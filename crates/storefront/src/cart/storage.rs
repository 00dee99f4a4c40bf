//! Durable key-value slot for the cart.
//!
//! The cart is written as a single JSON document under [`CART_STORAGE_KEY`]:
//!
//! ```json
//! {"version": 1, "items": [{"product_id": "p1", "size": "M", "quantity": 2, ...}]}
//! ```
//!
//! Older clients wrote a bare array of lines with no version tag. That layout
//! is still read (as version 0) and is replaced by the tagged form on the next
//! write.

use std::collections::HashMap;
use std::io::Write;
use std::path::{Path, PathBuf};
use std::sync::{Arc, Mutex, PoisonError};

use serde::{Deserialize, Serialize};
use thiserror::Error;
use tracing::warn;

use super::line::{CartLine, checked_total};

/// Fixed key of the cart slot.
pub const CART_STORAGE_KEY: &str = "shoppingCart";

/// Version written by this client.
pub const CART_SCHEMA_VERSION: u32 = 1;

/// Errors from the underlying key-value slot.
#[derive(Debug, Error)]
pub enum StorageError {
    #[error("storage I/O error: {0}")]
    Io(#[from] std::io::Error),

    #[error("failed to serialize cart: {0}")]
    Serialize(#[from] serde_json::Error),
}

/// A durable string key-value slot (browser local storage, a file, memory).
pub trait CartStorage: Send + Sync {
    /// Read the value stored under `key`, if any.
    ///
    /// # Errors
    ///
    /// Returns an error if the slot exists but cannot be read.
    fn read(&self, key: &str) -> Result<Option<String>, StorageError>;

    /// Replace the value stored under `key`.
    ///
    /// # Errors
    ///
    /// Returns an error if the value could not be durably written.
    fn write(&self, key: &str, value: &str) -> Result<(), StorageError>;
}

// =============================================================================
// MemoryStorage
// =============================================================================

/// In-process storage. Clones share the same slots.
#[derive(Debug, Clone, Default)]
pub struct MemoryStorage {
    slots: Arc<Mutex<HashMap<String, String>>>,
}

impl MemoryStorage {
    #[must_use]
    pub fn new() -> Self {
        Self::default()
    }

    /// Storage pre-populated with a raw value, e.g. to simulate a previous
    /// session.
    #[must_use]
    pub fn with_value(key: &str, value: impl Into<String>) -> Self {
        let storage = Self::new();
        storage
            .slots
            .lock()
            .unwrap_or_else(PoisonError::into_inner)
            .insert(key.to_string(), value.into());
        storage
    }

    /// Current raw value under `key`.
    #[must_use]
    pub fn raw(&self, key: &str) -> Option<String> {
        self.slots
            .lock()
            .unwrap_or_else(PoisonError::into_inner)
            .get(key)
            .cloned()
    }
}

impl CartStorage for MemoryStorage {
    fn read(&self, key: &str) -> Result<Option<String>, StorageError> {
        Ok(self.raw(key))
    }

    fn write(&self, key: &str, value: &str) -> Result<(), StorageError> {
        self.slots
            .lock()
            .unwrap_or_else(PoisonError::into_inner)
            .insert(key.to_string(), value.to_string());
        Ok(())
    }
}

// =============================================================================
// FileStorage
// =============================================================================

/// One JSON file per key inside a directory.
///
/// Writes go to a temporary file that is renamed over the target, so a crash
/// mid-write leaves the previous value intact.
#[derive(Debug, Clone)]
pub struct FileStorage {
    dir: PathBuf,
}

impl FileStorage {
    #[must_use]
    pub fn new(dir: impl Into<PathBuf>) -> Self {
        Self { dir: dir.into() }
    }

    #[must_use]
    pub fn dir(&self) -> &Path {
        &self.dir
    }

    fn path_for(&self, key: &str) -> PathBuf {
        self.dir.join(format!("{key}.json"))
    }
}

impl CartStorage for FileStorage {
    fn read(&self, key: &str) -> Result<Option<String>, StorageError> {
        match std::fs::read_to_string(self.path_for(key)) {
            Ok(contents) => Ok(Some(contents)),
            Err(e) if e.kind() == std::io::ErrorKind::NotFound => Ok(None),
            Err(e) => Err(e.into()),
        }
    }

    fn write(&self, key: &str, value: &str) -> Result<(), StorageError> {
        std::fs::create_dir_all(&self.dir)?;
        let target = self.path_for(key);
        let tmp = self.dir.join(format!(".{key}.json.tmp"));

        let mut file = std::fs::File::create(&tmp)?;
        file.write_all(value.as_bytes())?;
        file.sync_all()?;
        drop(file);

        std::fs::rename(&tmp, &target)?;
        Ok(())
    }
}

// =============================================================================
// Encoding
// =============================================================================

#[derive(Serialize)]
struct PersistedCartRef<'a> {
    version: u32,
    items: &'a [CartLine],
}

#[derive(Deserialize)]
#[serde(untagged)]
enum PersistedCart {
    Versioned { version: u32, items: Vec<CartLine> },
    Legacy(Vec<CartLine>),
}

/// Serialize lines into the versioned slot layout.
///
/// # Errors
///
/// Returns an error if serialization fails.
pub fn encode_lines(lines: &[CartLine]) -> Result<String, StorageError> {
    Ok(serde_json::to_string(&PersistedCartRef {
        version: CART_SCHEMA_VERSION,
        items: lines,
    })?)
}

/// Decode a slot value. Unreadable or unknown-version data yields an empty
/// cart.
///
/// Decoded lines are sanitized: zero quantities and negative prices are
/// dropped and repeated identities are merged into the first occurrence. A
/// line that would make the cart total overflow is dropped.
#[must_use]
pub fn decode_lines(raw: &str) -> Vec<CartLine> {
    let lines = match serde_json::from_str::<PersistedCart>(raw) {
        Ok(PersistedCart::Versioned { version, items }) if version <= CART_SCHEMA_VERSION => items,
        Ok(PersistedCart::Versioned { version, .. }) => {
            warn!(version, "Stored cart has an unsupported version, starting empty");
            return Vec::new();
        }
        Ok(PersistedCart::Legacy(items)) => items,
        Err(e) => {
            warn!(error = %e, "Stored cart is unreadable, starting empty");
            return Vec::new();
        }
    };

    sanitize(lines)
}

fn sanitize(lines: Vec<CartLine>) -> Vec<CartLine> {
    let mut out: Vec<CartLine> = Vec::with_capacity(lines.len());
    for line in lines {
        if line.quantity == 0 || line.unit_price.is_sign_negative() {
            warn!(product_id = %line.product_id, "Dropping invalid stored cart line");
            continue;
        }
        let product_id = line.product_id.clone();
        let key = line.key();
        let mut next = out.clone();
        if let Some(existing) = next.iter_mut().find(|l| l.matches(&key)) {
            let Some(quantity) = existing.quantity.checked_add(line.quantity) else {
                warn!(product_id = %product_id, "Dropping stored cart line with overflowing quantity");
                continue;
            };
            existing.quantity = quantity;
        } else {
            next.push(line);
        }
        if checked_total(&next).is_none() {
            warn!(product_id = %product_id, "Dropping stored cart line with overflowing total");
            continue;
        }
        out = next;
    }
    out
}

____________

*What to do:*
What is needed is a count of the lines in the data that contain the word "previous"; please give it and no other words.

*Output for this task:*
2